How to complete this task: Using the data below, show every line where the word "input" occurs.

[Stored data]
pub mod commands;

use clap::{Parser, Subcommand};
use std::path::PathBuf;
use std::process::ExitCode;

#[derive(Debug, Parser)]
#[command(
    name = "snapquote",
    about = "Snapquote operator CLI",
    long_about = "Operate Snapquote policy storage: migrations, config inspection, effective-policy resolution, industry pack backfill, and key readiness.",
    after_help = "Examples:\n  snapquote doctor --json\n  snapquote show-config tenant-aurora --industry roofing\n  snapquote packs list-missing --limit 10"
)]
pub struct Cli {
    #[command(subcommand)]
    command: Command,
}

#[derive(Debug, Subcommand)]
enum Command {
    #[command(about = "Apply pending database migrations and return structured status output")]
    Migrate,
    #[command(about = "Load the deterministic demo fixtures for local development")]
    Seed,
    #[command(
        about = "Inspect effective process configuration with source attribution and redaction"
    )]
    Config,
    #[command(about = "Validate config, platform credential readiness, and DB connectivity")]
    Doctor {
        #[arg(long, help = "Emit machine-readable JSON output")]
        json: bool,
    },
    #[command(about = "Resolve and display the effective AI policy for a tenant")]
    ShowConfig {
        #[arg(help = "Tenant identifier to resolve")]
        tenant_id: String,
        #[arg(long, help = "Industry key override (defaults to the tenant's stored industry)")]
        industry: Option<String>,
    },
    #[command(about = "Display key policy readiness for a tenant")]
    KeyStatus {
        #[arg(help = "Tenant identifier to evaluate")]
        tenant_id: String,
    },
    #[command(subcommand, about = "Inspect and backfill industry prompt packs")]
    Packs(PacksCommand),
}

#[derive(Debug, Subcommand)]
enum PacksCommand {
    #[command(about = "List active industries that have no prompt pack yet")]
    ListMissing {
        #[arg(long, default_value_t = 20, help = "Maximum number of keys to list")]
        limit: usize,
    },
    #[command(about = "Create or update an industry pack from a JSON draft file")]
    Upsert {
        #[arg(help = "Industry key (trimmed and lowercased before storage)")]
        key: String,
        #[arg(long, help = "Path to the JSON pack draft")]
        file: PathBuf,
        #[arg(long, help = "Audit identity recorded on the stored version")]
        updated_by: Option<String>,
        #[arg(long, help = "Provenance tag recorded on the stored version")]
        source: Option<String>,
    },
}

pub fn run() -> ExitCode {
    let cli = Cli::parse();

    let result = match cli.command {
        Command::Migrate => commands::migrate::run(),
        Command::Seed => commands::seed::run(),
        Command::Config => {
            commands::CommandResult { exit_code: 0, output: commands::config::run() }
        }
        Command::Doctor { json } => {
            commands::CommandResult { exit_code: 0, output: commands::doctor::run(json) }
        }
        Command::ShowConfig { tenant_id, industry } => {
            commands::show_config::run(&tenant_id, industry.as_deref())
        }
        Command::KeyStatus { tenant_id } => commands::key_status::run(&tenant_id),
        Command::Packs(packs) => match packs {
            PacksCommand::ListMissing { limit } => commands::packs::run_list_missing(limit),
            PacksCommand::Upsert { key, file, updated_by, source } => {
                commands::packs::run_upsert(&key, &file, updated_by, source)
            }
        },
    };

    println!("{}", result.output);
    ExitCode::from(result.exit_code)
}
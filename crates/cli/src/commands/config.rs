use std::env;
use std::fs;
use std::path::{Path, PathBuf};

use secrecy::ExposeSecret;
use snapquote_core::config::{AppConfig, LoadOptions};
use toml::Value;

pub fn run() -> String {
    let config = match AppConfig::load(LoadOptions::default()) {
        Ok(config) => config,
        Err(error) => return format!("config validation failed: {error}"),
    };

    let config_file_path = detect_config_path();
    let config_file_doc = load_config_file_doc(config_file_path.as_deref());

    let mut lines = vec!["effective config (source precedence: env > file > default):".to_string()];

    lines.push(render_line(
        "database.url",
        &config.database.url,
        field_source(
            "database.url",
            &["SNAPQUOTE_DATABASE_URL"],
            config_file_doc.as_ref(),
            config_file_path.as_deref(),
        ),
    ));
    lines.push(render_line(
        "database.max_connections",
        &config.database.max_connections.to_string(),
        field_source(
            "database.max_connections",
            &["SNAPQUOTE_DATABASE_MAX_CONNECTIONS"],
            config_file_doc.as_ref(),
            config_file_path.as_deref(),
        ),
    ));
    lines.push(render_line(
        "database.timeout_secs",
        &config.database.timeout_secs.to_string(),
        field_source(
            "database.timeout_secs",
            &["SNAPQUOTE_DATABASE_TIMEOUT_SECS"],
            config_file_doc.as_ref(),
            config_file_path.as_deref(),
        ),
    ));

    let platform_key = config
        .platform
        .openai_api_key
        .as_ref()
        .map(|key| redact_token(key.expose_secret())) // ubs:ignore
        .unwrap_or_else(|| "<unset>".to_string());
    lines.push(render_line(
        "platform.openai_api_key",
        &platform_key,
        field_source(
            "platform.openai_api_key",
            &["SNAPQUOTE_PLATFORM_OPENAI_API_KEY", "OPENAI_API_KEY"],
            config_file_doc.as_ref(),
            config_file_path.as_deref(),
        ),
    ));
    lines.push(render_line(
        "platform.ai_defaults_json",
        config.platform.ai_defaults_json.as_deref().unwrap_or("<unset>"),
        field_source(
            "platform.ai_defaults_json",
            &["SNAPQUOTE_PLATFORM_AI_DEFAULTS"],
            config_file_doc.as_ref(),
            config_file_path.as_deref(),
        ),
    ));

    lines.push(render_line(
        "logging.level",
        &config.logging.level,
        field_source(
            "logging.level",
            &["SNAPQUOTE_LOGGING_LEVEL", "SNAPQUOTE_LOG_LEVEL"],
            config_file_doc.as_ref(),
            config_file_path.as_deref(),
        ),
    ));
    lines.push(render_line(
        "logging.format",
        &format!("{:?}", config.logging.format),
        field_source(
            "logging.format",
            &["SNAPQUOTE_LOGGING_FORMAT", "SNAPQUOTE_LOG_FORMAT"],
            config_file_doc.as_ref(),
            config_file_path.as_deref(),
        ),
    ));

    lines.join("\n")
}

fn detect_config_path() -> Option<PathBuf> {
    let root = PathBuf::from("snapquote.toml");
    if root.exists() {
        return Some(root);
    }

    let nested = PathBuf::from("config/snapquote.toml");
    if nested.exists() {
        return Some(nested);
    }

    None
}

fn load_config_file_doc(path: Option<&Path>) -> Option<Value> {
    let path = path?;
    let raw = fs::read_to_string(path).ok()?;
    raw.parse::<Value>().ok()
}

fn field_source(
    key_path: &str,
    env_keys: &[&str],
    config_file_doc: Option<&Value>,
    config_file_path: Option<&Path>,
) -> String {
    for env_key in env_keys {
        if env::var_os(env_key).is_some() {
            return format!("env ({env_key})");
        }
    }

    if let Some(doc) = config_file_doc {
        if contains_path(doc, key_path) {
            let file_path = config_file_path
                .map(|path| path.display().to_string())
                .unwrap_or_else(|| "config file".to_string());
            return format!("file ({file_path})");
        }
    }

    "default".to_string()
}

fn contains_path(root: &Value, key_path: &str) -> bool {
    let mut current = root;
    for key in key_path.split('.') {
        let Some(next) = current.get(key) else {
            return false;
        };
        current = next;
    }
    true
}

fn render_line(key: &str, value: &str, source: String) -> String {
    format!("- {key} = {value} (source: {source})")
}

fn redact_token(token: &str) -> String {
    let trimmed = token.trim();
    if trimmed.is_empty() {
        return "<empty>".to_string();
    }

    if let Some((prefix, _)) = trimmed.split_once('-') {
        return format!("{prefix}-***");
    }

    "<redacted>".to_string()
}
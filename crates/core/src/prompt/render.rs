use serde::Serialize;

use crate::resolve::EffectiveConfig;

use super::join_blocks;

/// Substitution values for the platform render template. Blank fields
/// substitute as empty strings rather than leaving placeholder tokens
/// behind.
#[derive(Clone, Debug, Default, PartialEq, Eq)]
pub struct RenderRequest {
    pub service_type: String,
    pub summary: String,
    pub customer_notes: String,
    pub tenant_notes: String,
}

/// Final render prompt plus each layer's raw fragment, so the admin audit
/// view can show where every piece of text came from.
#[derive(Clone, Debug, Default, PartialEq, Eq, Serialize)]
pub struct CompiledRenderPrompt {
    pub prompt: String,
    pub platform_preamble: String,
    pub platform_body: String,
    pub industry_addendum: String,
    pub industry_negative: String,
    pub tenant_addendum: String,
    pub tenant_negative: String,
}

/// Compiles the image-render prompt: platform preamble, the platform
/// template with literal `{{placeholder}}` substitution, then the industry
/// and tenant addendum/negative-guidance pairs. The tenant pair is skipped
/// when the tenant disabled its rendering policy.
pub fn compose_render_prompt(
    effective: &EffectiveConfig,
    request: &RenderRequest,
) -> CompiledRenderPrompt {
    let style_text = effective.resolved_style_text().unwrap_or_default();
    let substituted = substitute_placeholders(
        &effective.prompts.render_prompt_template,
        &[
            ("style", style_text.as_str()),
            ("service_type", request.service_type.as_str()),
            ("summary", request.summary.as_str()),
            ("customer_notes", request.customer_notes.as_str()),
            ("tenant_notes", request.tenant_notes.as_str()),
        ],
    );

    let platform_preamble = effective.prompts.render_prompt_preamble.trim().to_string();
    let platform_body = strip_unresolved_placeholders(&substituted).trim().to_string();
    let industry_addendum = fragment(&effective.layers.industry_render_addendum);
    let industry_negative = fragment(&effective.layers.industry_render_negative);
    let (tenant_addendum, tenant_negative) = if effective.layers.tenant_rendering_enabled {
        (
            fragment(&effective.layers.tenant_render_addendum),
            fragment(&effective.layers.tenant_render_negative),
        )
    } else {
        (String::new(), String::new())
    };

    let prompt = join_blocks(vec![
        platform_preamble.clone(),
        platform_body.clone(),
        industry_addendum.clone(),
        negative_line(&industry_negative),
        tenant_addendum.clone(),
        negative_line(&tenant_negative),
    ]);

    CompiledRenderPrompt {
        prompt,
        platform_preamble,
        platform_body,
        industry_addendum,
        industry_negative,
        tenant_addendum,
        tenant_negative,
    }
}

fn fragment(value: &Option<String>) -> String {
    value.as_deref().map(str::trim).unwrap_or_default().to_string()
}

fn negative_line(text: &str) -> String {
    if text.is_empty() {
        String::new()
    } else {
        format!("Avoid: {text}")
    }
}

fn substitute_placeholders(template: &str, values: &[(&str, &str)]) -> String {
    let mut output = template.to_string();
    for (key, value) in values {
        output = output.replace(&format!("{{{{{key}}}}}"), value.trim());
    }
    output
}

/// Drops `{{unknown}}` tokens the substitution pass did not cover. An
/// unterminated `{{` is left as literal text.
fn strip_unresolved_placeholders(input: &str) -> String {
    let mut output = String::with_capacity(input.len());
    let mut rest = input;
    while let Some(start) = rest.find("{{") {
        output.push_str(&rest[..start]);
        match rest[start + 2..].find("}}") {
            Some(end) => rest = &rest[start + 2 + end + 2..],
            None => {
                output.push_str(&rest[start..]);
                rest = "";
            }
        }
    }
    output.push_str(rest);
    output
}

#[cfg(test)]
mod tests {
    use crate::domain::industry::IndustryPack;
    use crate::domain::overlay::Overlay;
    use crate::domain::platform::PlatformConfig;
    use crate::domain::tenant::{RenderingPolicy, TenantOverrides};
    use crate::resolve::merge_layers;

    use super::{compose_render_prompt, strip_unresolved_placeholders, RenderRequest};

    #[test]
    fn placeholders_substitute_literally() {
        let mut platform = PlatformConfig::default();
        platform.prompts.render_prompt_template =
            "Service: {{service_type}}\nSummary: {{summary}}".to_string();

        let effective = merge_layers(&platform, None, None, None);
        let compiled = compose_render_prompt(
            &effective,
            &RenderRequest {
                service_type: "exterior detail".to_string(),
                summary: "full repaint of two doors".to_string(),
                ..RenderRequest::default()
            },
        );

        assert!(compiled.platform_body.contains("Service: exterior detail"));
        assert!(compiled.platform_body.contains("Summary: full repaint of two doors"));
    }

    #[test]
    fn unknown_placeholders_are_removed_and_unterminated_kept() {
        assert_eq!(strip_unresolved_placeholders("a {{weather}} b"), "a  b");
        assert_eq!(strip_unresolved_placeholders("a {{oops"), "a {{oops");
        assert_eq!(strip_unresolved_placeholders("plain text"), "plain text");

        let mut platform = PlatformConfig::default();
        platform.prompts.render_prompt_template = "before {{mystery_token}} after".to_string();
        let effective = merge_layers(&platform, None, None, None);
        let compiled = compose_render_prompt(&effective, &RenderRequest::default());
        assert!(!compiled.platform_body.contains("mystery_token"));
        assert!(!compiled.platform_body.contains("{{"));
    }

    #[test]
    fn layers_concatenate_in_order_with_negative_guidance() {
        let platform = PlatformConfig::default();
        let mut pack = IndustryPack::default();
        pack.prompts.render_addendum = Overlay::Set("show restored trim".to_string());
        pack.prompts.render_negative_guidance = Overlay::Set("no people".to_string());
        let overrides = TenantOverrides {
            rendering_policy: RenderingPolicy {
                prompt_addendum: Overlay::Set("include the shop logo wall".to_string()),
                negative_guidance: Overlay::Set("no license plates".to_string()),
                ..RenderingPolicy::default()
            },
            ..TenantOverrides::default()
        };

        let effective =
            merge_layers(&platform, Some("auto_detailing"), Some(&pack), Some(&overrides));
        let compiled = compose_render_prompt(&effective, &RenderRequest::default());

        assert_eq!(compiled.industry_addendum, "show restored trim");
        assert_eq!(compiled.tenant_negative, "no license plates");
        assert!(compiled.prompt.contains("Avoid: no people"));
        assert!(compiled.prompt.contains("Avoid: no license plates"));

        let industry_pos = compiled.prompt.find("show restored trim").unwrap();
        let tenant_pos = compiled.prompt.find("include the shop logo wall").unwrap();
        assert!(industry_pos < tenant_pos);
    }

    #[test]
    fn disabled_tenant_rendering_skips_tenant_fragments_only() {
        let platform = PlatformConfig::default();
        let mut pack = IndustryPack::default();
        pack.prompts.render_addendum = Overlay::Set("show restored trim".to_string());
        let overrides = TenantOverrides {
            rendering_policy: RenderingPolicy {
                prompt_addendum: Overlay::Set("include the shop logo wall".to_string()),
                enabled: Some(false),
                ..RenderingPolicy::default()
            },
            ..TenantOverrides::default()
        };

        let effective =
            merge_layers(&platform, Some("auto_detailing"), Some(&pack), Some(&overrides));
        let compiled = compose_render_prompt(&effective, &RenderRequest::default());

        assert!(compiled.prompt.contains("show restored trim"));
        assert!(!compiled.prompt.contains("include the shop logo wall"));
        assert!(compiled.tenant_addendum.is_empty());
    }

    #[test]
    fn style_key_substitutes_preset_text() {
        let platform = PlatformConfig::default();
        let overrides = TenantOverrides {
            rendering_policy: RenderingPolicy {
                style: Overlay::Set("bold".to_string()),
                ..RenderingPolicy::default()
            },
            ..TenantOverrides::default()
        };

        let effective = merge_layers(&platform, None, None, Some(&overrides));
        let compiled = compose_render_prompt(&effective, &RenderRequest::default());
        assert!(compiled.platform_body.contains("high contrast, saturated color"));
    }
}
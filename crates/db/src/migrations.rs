use sqlx::migrate::{MigrateError, Migrator};

use crate::DbPool;

pub static MIGRATOR: Migrator = sqlx::migrate!("../../migrations");

pub async fn run_pending(pool: &DbPool) -> Result<(), MigrateError> {
    MIGRATOR.run(pool).await
}
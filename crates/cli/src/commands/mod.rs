pub mod config;
pub mod doctor;
pub mod key_status;
pub mod migrate;
pub mod packs;
pub mod seed;
pub mod show_config;

use serde::Serialize;
use snapquote_engine::BootstrapError;

#[derive(Debug, Clone)]
pub struct CommandResult {
    pub exit_code: u8,
    pub output: String,
}

#[derive(Debug, Serialize)]
struct CommandOutcome {
    command: String,
    status: String,
    error_class: Option<String>,
    message: String,
}

impl CommandResult {
    pub fn success(command: &str, message: impl Into<String>) -> Self {
        let payload = CommandOutcome {
            command: command.to_string(),
            status: "ok".to_string(),
            error_class: None,
            message: message.into(),
        };
        Self { exit_code: 0, output: serialize_payload(payload) }
    }

    pub fn failure(
        command: &str,
        error_class: &str,
        message: impl Into<String>,
        exit_code: u8,
    ) -> Self {
        let payload = CommandOutcome {
            command: command.to_string(),
            status: "error".to_string(),
            error_class: Some(error_class.to_string()),
            message: message.into(),
        };
        Self { exit_code, output: serialize_payload(payload) }
    }
}

fn serialize_payload(payload: CommandOutcome) -> String {
    serde_json::to_string(&payload).unwrap_or_else(|error| {
        format!(
            "{{\"command\":\"unknown\",\"status\":\"error\",\"error_class\":\"serialization\",\"message\":\"{}\"}}",
            error.to_string().replace('\\', "\\\\").replace('"', "\\\"")
        )
    })
}

/// Maps a bootstrap failure onto the shared (error_class, message, exit_code)
/// triple the engine-backed commands report through.
pub(crate) fn bootstrap_failure(error: BootstrapError) -> (&'static str, String, u8) {
    let (error_class, exit_code) = match &error {
        BootstrapError::Config(_) => ("config_validation", 2),
        BootstrapError::DatabaseConnect(_) => ("db_connectivity", 4),
        BootstrapError::Migration(_) => ("migration", 5),
    };
    (error_class, error.to_string(), exit_code)
}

The answer:
fn strip_unresolved_placeholders(input: &str) -> String {
    let mut output = String::with_capacity(input.len());
    let mut rest = input;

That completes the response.